SOURCE MATERIAL
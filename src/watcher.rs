// src/watcher.rs

//! Recursive directory watcher built on `notify`.
//!
//! Each directory gets its own non-recursive watch so that subtrees every
//! rule excludes can be pruned entirely. Newly created directories are
//! walked and watched as they appear. Watches are intentionally not removed
//! when directories are deleted.

use std::path::{Path, PathBuf};
use std::sync::Arc;

use notify::event::ModifyKind;
use notify::{Event, EventKind, RecommendedWatcher, RecursiveMode, Watcher};
use tokio::sync::mpsc;
use tracing::debug;

use crate::errors::{ReflexError, Result};
use crate::output::{info_line, OutMsg, INFO_ID};
use crate::rule::Rule;

/// Start watching `root` and all non-pruned subdirectories.
///
/// Normalized change paths are sent on `names_tx`; a fatal watcher error is
/// reported once on `done_tx` and ends the watch task.
pub fn spawn_watch(
    root: impl Into<PathBuf>,
    rules: Arc<Vec<Arc<Rule>>>,
    names_tx: mpsc::Sender<String>,
    done_tx: mpsc::Sender<ReflexError>,
    out_tx: mpsc::Sender<OutMsg>,
    verbose: bool,
) -> Result<()> {
    let root = root.into();

    // Channel from the synchronous notify callback into the async world.
    let (event_tx, event_rx) = mpsc::unbounded_channel::<notify::Result<Event>>();
    let watcher = RecommendedWatcher::new(
        move |res: notify::Result<Event>| {
            let _ = event_tx.send(res);
        },
        notify::Config::default(),
    )?;

    tokio::spawn(watch_loop(
        watcher, root, rules, event_rx, names_tx, done_tx, out_tx, verbose,
    ));
    Ok(())
}

async fn watch_loop(
    mut watcher: RecommendedWatcher,
    root: PathBuf,
    rules: Arc<Vec<Arc<Rule>>>,
    mut event_rx: mpsc::UnboundedReceiver<notify::Result<Event>>,
    names_tx: mpsc::Sender<String>,
    done_tx: mpsc::Sender<ReflexError>,
    out_tx: mpsc::Sender<OutMsg>,
    verbose: bool,
) {
    let cwd = std::env::current_dir().unwrap_or_else(|_| PathBuf::from("."));
    watch_tree(&mut watcher, &root, &rules, &cwd, &out_tx).await;

    while let Some(res) = event_rx.recv().await {
        let event = match res {
            Ok(event) => event,
            Err(err) => {
                let _ = done_tx.send(err.into()).await;
                return;
            }
        };
        if verbose {
            info_line(
                &out_tx,
                INFO_ID,
                format!("fs event: {:?} {:?}", event.kind, event.paths),
            )
            .await;
        }
        // Reads never change content.
        if matches!(event.kind, EventKind::Access(_)) {
            continue;
        }
        let metadata_only = matches!(event.kind, EventKind::Modify(ModifyKind::Metadata(_)));
        for path in &event.paths {
            let name = relative_name(&cwd, path);
            match std::fs::metadata(path) {
                // The path may be gone already (delete or rename); pass it
                // along and let each rule's filter decide.
                Err(_) => {
                    if names_tx.send(name).await.is_err() {
                        return;
                    }
                }
                Ok(meta) => {
                    if metadata_only {
                        continue;
                    }
                    let name = normalize(&name, meta.is_dir());
                    if names_tx.send(name).await.is_err() {
                        return;
                    }
                    if matches!(event.kind, EventKind::Create(_)) && meta.is_dir() {
                        watch_tree(&mut watcher, path, &rules, &cwd, &out_tx).await;
                    }
                }
            }
        }
    }
}

/// Walk `root`, adding a non-recursive watch for every directory some rule
/// could match under. A directory and its whole subtree are skipped only
/// when every rule's matcher excludes the prefix.
async fn watch_tree(
    watcher: &mut RecommendedWatcher,
    root: &Path,
    rules: &[Arc<Rule>],
    cwd: &Path,
    out_tx: &mpsc::Sender<OutMsg>,
) {
    let mut stack = vec![root.to_path_buf()];
    while let Some(dir) = stack.pop() {
        let name = normalize(&relative_name(cwd, &dir), true);
        if rules.iter().all(|rule| rule.matcher.exclude_prefix(&name)) {
            debug!(dir = %name, "pruned excluded directory");
            continue;
        }
        if let Err(err) = watcher.watch(&dir, RecursiveMode::NonRecursive) {
            info_line(
                out_tx,
                INFO_ID,
                format!("Error while watching new path {name}: {err}"),
            )
            .await;
            continue;
        }
        debug!(dir = %name, "watching directory");
        let entries = match std::fs::read_dir(&dir) {
            Ok(entries) => entries,
            Err(err) => {
                info_line(
                    out_tx,
                    INFO_ID,
                    format!("Error while walking path {name}: {err}"),
                )
                .await;
                continue;
            }
        };
        for entry in entries.flatten() {
            if entry.file_type().map(|ft| ft.is_dir()).unwrap_or(false) {
                stack.push(entry.path());
            }
        }
    }
}

/// Event path -> workspace-relative string with any leading "./" stripped.
/// Paths outside `cwd` are returned as given.
pub fn relative_name(cwd: &Path, path: &Path) -> String {
    let rel = path.strip_prefix(cwd).unwrap_or(path);
    let name = rel.to_string_lossy();
    match name.strip_prefix("./") {
        Some(stripped) => stripped.to_string(),
        None => name.into_owned(),
    }
}

/// Directory names carry a trailing slash so rules can tell them apart from
/// files.
pub fn normalize(name: &str, is_dir: bool) -> String {
    if is_dir && !name.ends_with('/') {
        format!("{name}/")
    } else {
        name.to_string()
    }
}
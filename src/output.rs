// src/output.rs

//! Tagged output lines and the single writer task that serializes them.
//!
//! Every producer (command output scrapers, info messages, the watcher)
//! sends `OutMsg` values on one process-wide channel; a single consumer
//! renders and writes them, so whole lines never interleave.

use std::fmt;

use clap::ValueEnum;
use tokio::io::{self, AsyncWriteExt};
use tokio::sync::mpsc;
use tokio::task::JoinHandle;

/// Rule id used for info/meta lines not tied to any one rule.
pub const INFO_ID: i32 = -1;

const COLOR_RED: i32 = 31;
// ANSI colors -- using 32 - 36
const COLOR_START: i32 = 32;
const NUM_COLORS: i32 = 5;

/// How to decorate command output.
#[derive(Debug, Clone, Copy, PartialEq, Eq, ValueEnum)]
pub enum Decoration {
    None,
    Plain,
    Fancy,
}

impl fmt::Display for Decoration {
    fn fmt(&self, f: &mut fmt::Formatter<'_>) -> fmt::Result {
        f.write_str(match self {
            Decoration::None => "none",
            Decoration::Plain => "plain",
            Decoration::Fancy => "fancy",
        })
    }
}

/// One output line, tagged with the rule that produced it (or [`INFO_ID`]).
#[derive(Debug, Clone)]
pub struct OutMsg {
    pub rule_id: i32,
    pub message: String,
}

/// Queue an info line on the output channel.
pub async fn info_line(tx: &mpsc::Sender<OutMsg>, rule_id: i32, message: impl Into<String>) {
    let _ = tx
        .send(OutMsg {
            rule_id,
            message: message.into(),
        })
        .await;
}

/// Render one message according to the decoration mode. A newline is appended
/// unless the message already ends with one.
pub fn render(msg: &OutMsg, decoration: Decoration) -> String {
    let mut out = String::new();
    if decoration != Decoration::None {
        let tag = if msg.rule_id < 0 {
            "[info]".to_string()
        } else {
            format!("[{:02}]", msg.rule_id)
        };
        match decoration {
            Decoration::Fancy => {
                let color = if msg.rule_id < 0 {
                    COLOR_RED
                } else {
                    COLOR_START + msg.rule_id % NUM_COLORS
                };
                out.push_str(&format!("\x1b[01;{color}m{tag} "));
            }
            Decoration::Plain => {
                out.push_str(&tag);
                out.push(' ');
            }
            Decoration::None => unreachable!(),
        }
    }
    out.push_str(&msg.message);
    if decoration == Decoration::Fancy {
        out.push_str("\x1b[m");
    }
    if !msg.message.ends_with('\n') {
        out.push('\n');
    }
    out
}

/// Consume tagged messages and write them to stdout, one whole line at a time.
pub fn spawn_printer(mut rx: mpsc::Receiver<OutMsg>, decoration: Decoration) -> JoinHandle<()> {
    tokio::spawn(async move {
        let mut stdout = io::stdout();
        while let Some(msg) = rx.recv().await {
            let line = render(&msg, decoration);
            if stdout.write_all(line.as_bytes()).await.is_err() {
                return;
            }
            let _ = stdout.flush().await;
        }
    })
}
// src/backlog.rs

//! Pending-path buffers used between the debouncer and the executor.
//!
//! While a command is still running, further paths keep arriving. If the
//! command has no substitution symbol only one pending path needs to survive;
//! with a substitution symbol every unique path must be preserved.

use std::collections::HashSet;

#[derive(Debug, Clone, Copy, PartialEq, Eq)]
pub enum BacklogKind {
    Unified,
    UniqueFiles,
}

#[derive(Debug)]
pub enum Backlog {
    Unified(UnifiedBacklog),
    UniqueFiles(UniqueFilesBacklog),
}

impl Backlog {
    pub fn new(kind: BacklogKind) -> Self {
        match kind {
            BacklogKind::Unified => Backlog::Unified(UnifiedBacklog::default()),
            BacklogKind::UniqueFiles => Backlog::UniqueFiles(UniqueFilesBacklog::default()),
        }
    }

    /// Add a path to the backlog.
    pub fn add(&mut self, path: String) {
        match self {
            Backlog::Unified(backlog) => backlog.add(path),
            Backlog::UniqueFiles(backlog) => backlog.add(path),
        }
    }

    /// The path that should be processed next, without removing it.
    pub fn next(&self) -> &str {
        match self {
            Backlog::Unified(backlog) => backlog.next(),
            Backlog::UniqueFiles(backlog) => backlog.next(),
        }
    }

    /// Remove the next path and report whether the backlog is now empty.
    pub fn remove_one(&mut self) -> bool {
        match self {
            Backlog::Unified(backlog) => backlog.remove_one(),
            Backlog::UniqueFiles(backlog) => backlog.remove_one(),
        }
    }
}

/// Keeps only the first path of a burst; later adds are discarded.
#[derive(Debug, Default)]
pub struct UnifiedBacklog {
    path: Option<String>,
}

impl UnifiedBacklog {
    pub fn add(&mut self, path: String) {
        if self.path.is_none() {
            self.path = Some(path);
        }
    }

    pub fn next(&self) -> &str {
        self.path
            .as_deref()
            .expect("next() called on empty backlog")
    }

    pub fn remove_one(&mut self) -> bool {
        if self.path.is_none() {
            panic!("remove_one() called on empty backlog");
        }
        self.path = None;
        true
    }
}

/// Keeps every distinct pending path. The first arrival is delivered first;
/// the order of the rest is unspecified.
#[derive(Debug, Default)]
pub struct UniqueFilesBacklog {
    next: Option<String>,
    rest: HashSet<String>,
}

impl UniqueFilesBacklog {
    pub fn add(&mut self, path: String) {
        match &self.next {
            None => self.next = Some(path),
            Some(next) if *next == path => {}
            Some(_) => {
                self.rest.insert(path);
            }
        }
    }

    pub fn next(&self) -> &str {
        self.next
            .as_deref()
            .expect("next() called on empty backlog")
    }

    pub fn remove_one(&mut self) -> bool {
        if self.next.take().is_none() {
            panic!("remove_one() called on empty backlog");
        }
        match self.rest.iter().next().cloned() {
            Some(path) => {
                self.rest.remove(&path);
                self.next = Some(path);
                false
            }
            None => true,
        }
    }
}
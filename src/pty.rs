// src/pty.rs

//! PTY allocation and child attachment.
//!
//! Children run with a pseudo-terminal as their controlling tty so that
//! interactive programs line-buffer and colorize as usual, and so that a
//! Ctrl-C written to the master side reaches the whole foreground job.

use std::fmt;
use std::fs::File;
use std::io;
use std::os::fd::{AsRawFd, OwnedFd};
use std::process::Stdio;

use nix::pty::openpty;
use tokio::process::{Child, Command};

/// The master side of a PTY pair, kept after the child is spawned.
pub struct PtyMaster {
    fd: OwnedFd,
}

impl fmt::Debug for PtyMaster {
    fn fmt(&self, f: &mut fmt::Formatter<'_>) -> fmt::Result {
        f.debug_struct("PtyMaster").finish()
    }
}

impl PtyMaster {
    /// Write raw bytes to the master side (e.g. 0x03 for Ctrl-C).
    pub fn write(&self, buf: &[u8]) -> io::Result<usize> {
        nix::unistd::write(&self.fd, buf).map_err(io::Error::from)
    }

    /// Duplicate the master for blocking reads from a scraper thread.
    pub fn reader(&self) -> io::Result<File> {
        Ok(File::from(self.fd.try_clone()?))
    }

    /// Copy the window size of our stdout onto the PTY.
    pub fn inherit_winsize(&self) -> io::Result<()> {
        let mut ws: libc::winsize = unsafe { std::mem::zeroed() };
        if unsafe { libc::ioctl(libc::STDOUT_FILENO, libc::TIOCGWINSZ, &mut ws) } < 0 {
            return Err(io::Error::last_os_error());
        }
        if unsafe { libc::ioctl(self.fd.as_raw_fd(), libc::TIOCSWINSZ, &ws) } < 0 {
            return Err(io::Error::last_os_error());
        }
        Ok(())
    }
}

/// Spawn `argv` attached to a fresh PTY.
///
/// The child becomes the leader of a new session whose controlling terminal
/// is the PTY slave, so `kill(-pid)` reaches the whole process group.
pub fn spawn(argv: &[String]) -> io::Result<(Child, PtyMaster)> {
    let pty = openpty(None, None).map_err(io::Error::from)?;
    let master = pty.master;
    let slave = pty.slave;

    let mut cmd = Command::new(&argv[0]);
    cmd.args(&argv[1..]);
    cmd.stdin(Stdio::from(slave.try_clone()?));
    cmd.stdout(Stdio::from(slave.try_clone()?));
    cmd.stderr(Stdio::from(slave));
    unsafe {
        cmd.pre_exec(|| {
            if libc::setsid() < 0 {
                return Err(io::Error::last_os_error());
            }
            // fd 0 is the slave side after the Stdio wiring above.
            if libc::ioctl(0, libc::TIOCSCTTY, 0) < 0 {
                return Err(io::Error::last_os_error());
            }
            Ok(())
        });
    }

    let child = cmd.spawn()?;
    Ok((child, PtyMaster { fd: master }))
}
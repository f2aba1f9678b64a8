// src/main.rs

use reflex::{cli, logging, run};

#[tokio::main]
async fn main() {
    if let Err(err) = run_main().await {
        eprintln!("reflex error: {err:?}");
        std::process::exit(1);
    }
}

async fn run_main() -> anyhow::Result<()> {
    let args = cli::parse();
    logging::init_logging(args.verbose)?;
    run(args).await
}
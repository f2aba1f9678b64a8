use std::sync::Arc;
use std::time::Duration;

use tokio::sync::mpsc;
use tokio::time::timeout;

use reflex::config::parse_configs;
use reflex::pipeline::{spawn_batch, spawn_filter};
use reflex::rule::Rule;

fn make_rule(line: &str) -> Arc<Rule> {
    let configs = parse_configs(line, "test input").unwrap();
    Arc::new(Rule::new(&configs[0], 0).unwrap())
}

async fn recv_within(rx: &mut mpsc::Receiver<String>, what: &str) -> String {
    timeout(Duration::from_secs(5), rx.recv())
        .await
        .unwrap_or_else(|_| panic!("timed out waiting for {what}"))
        .unwrap_or_else(|| panic!("channel closed waiting for {what}"))
}

#[tokio::test]
async fn filter_drops_paths_the_matcher_rejects() {
    let rule = make_rule(r"-r '\.txt$' echo {}");
    let (in_tx, in_rx) = mpsc::channel(16);
    let (out_tx, mut out_rx) = mpsc::channel(16);
    spawn_filter(rule, in_rx, out_tx);

    in_tx.send("notes.log".to_string()).await.unwrap();
    in_tx.send("a.txt".to_string()).await.unwrap();
    drop(in_tx);

    assert_eq!(recv_within(&mut out_rx, "matching path").await, "a.txt");
    assert!(out_rx.recv().await.is_none());
}

#[tokio::test]
async fn filter_stats_paths_for_only_files() {
    let dir = tempfile::tempdir().unwrap();
    let file = dir.path().join("present.txt");
    std::fs::write(&file, "x").unwrap();
    let subdir = dir.path().join("sub");
    std::fs::create_dir(&subdir).unwrap();
    let missing = dir.path().join("ghost.txt");

    let rule = make_rule("--only-files echo hi");
    let (in_tx, in_rx) = mpsc::channel(16);
    let (out_tx, mut out_rx) = mpsc::channel(16);
    spawn_filter(rule, in_rx, out_tx);

    let file_name = file.to_string_lossy().to_string();
    in_tx
        .send(subdir.to_string_lossy().to_string())
        .await
        .unwrap();
    in_tx
        .send(missing.to_string_lossy().to_string())
        .await
        .unwrap();
    in_tx.send(file_name.clone()).await.unwrap();
    drop(in_tx);

    assert_eq!(recv_within(&mut out_rx, "the real file").await, file_name);
    assert!(out_rx.recv().await.is_none());
}

#[tokio::test(start_paused = true)]
async fn unified_backlog_coalesces_a_burst_into_one_run() {
    let rule = make_rule("-g '*.c' make");
    let (in_tx, in_rx) = mpsc::channel(16);
    let (out_tx, mut out_rx) = mpsc::channel(16);
    spawn_batch(rule, in_rx, out_tx);

    in_tx.send("x.c".to_string()).await.unwrap();
    in_tx.send("y.c".to_string()).await.unwrap();
    in_tx.send("z.c".to_string()).await.unwrap();

    assert_eq!(recv_within(&mut out_rx, "the coalesced path").await, "x.c");

    drop(in_tx);
    assert!(out_rx.recv().await.is_none());
}

#[tokio::test(start_paused = true)]
async fn unique_files_backlog_emits_each_distinct_path_once() {
    let rule = make_rule(r"-r '\.txt$' echo {}");
    let (in_tx, in_rx) = mpsc::channel(16);
    let (out_tx, mut out_rx) = mpsc::channel(16);
    spawn_batch(rule, in_rx, out_tx);

    in_tx.send("a.txt".to_string()).await.unwrap();
    in_tx.send("b.txt".to_string()).await.unwrap();
    in_tx.send("a.txt".to_string()).await.unwrap();

    // The first arrival comes out first, then the rest of the set.
    assert_eq!(recv_within(&mut out_rx, "first path").await, "a.txt");
    assert_eq!(recv_within(&mut out_rx, "second path").await, "b.txt");

    drop(in_tx);
    assert!(out_rx.recv().await.is_none());
}

#[tokio::test(start_paused = true)]
async fn later_arrivals_extend_the_quiet_window() {
    let rule = make_rule("-r x cat");
    let (in_tx, in_rx) = mpsc::channel(16);
    let (out_tx, mut out_rx) = mpsc::channel(16);
    spawn_batch(rule, in_rx, out_tx);

    in_tx.send("x1".to_string()).await.unwrap();
    tokio::task::yield_now().await;
    tokio::time::advance(Duration::from_millis(200)).await;

    in_tx.send("x2".to_string()).await.unwrap();
    tokio::task::yield_now().await;
    tokio::time::advance(Duration::from_millis(200)).await;

    // 400ms after the first arrival, but only 200ms after the second: the
    // window restarted, so nothing has been emitted yet.
    assert!(out_rx.try_recv().is_err());

    tokio::time::advance(Duration::from_millis(150)).await;
    assert_eq!(recv_within(&mut out_rx, "the batched path").await, "x1");

    drop(in_tx);
    assert!(out_rx.recv().await.is_none());
}
// src/broadcast.rs

//! Fan-out from the watcher's change stream to every rule's pipeline.

use tokio::sync::mpsc;
use tokio::task::JoinHandle;

/// Forward every change to each subscriber in order. Sends block on a full
/// subscriber, so one slow rule backpressures the whole broadcast.
pub fn spawn_broadcast(
    mut in_rx: mpsc::Receiver<String>,
    subscribers: Vec<mpsc::Sender<String>>,
) -> JoinHandle<()> {
    tokio::spawn(async move {
        while let Some(name) = in_rx.recv().await {
            for tx in &subscribers {
                let _ = tx.send(name.clone()).await;
            }
        }
    })
}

EXERCISE AIM
Throughout the data above, report every line that contains the string "what".

ANSWER SPACE
async fn recv_within(rx: &mut mpsc::Receiver<String>, what: &str) -> String {
        .unwrap_or_else(|_| panic!("timed out waiting for {what}"))
        .unwrap_or_else(|| panic!("channel closed waiting for {what}"))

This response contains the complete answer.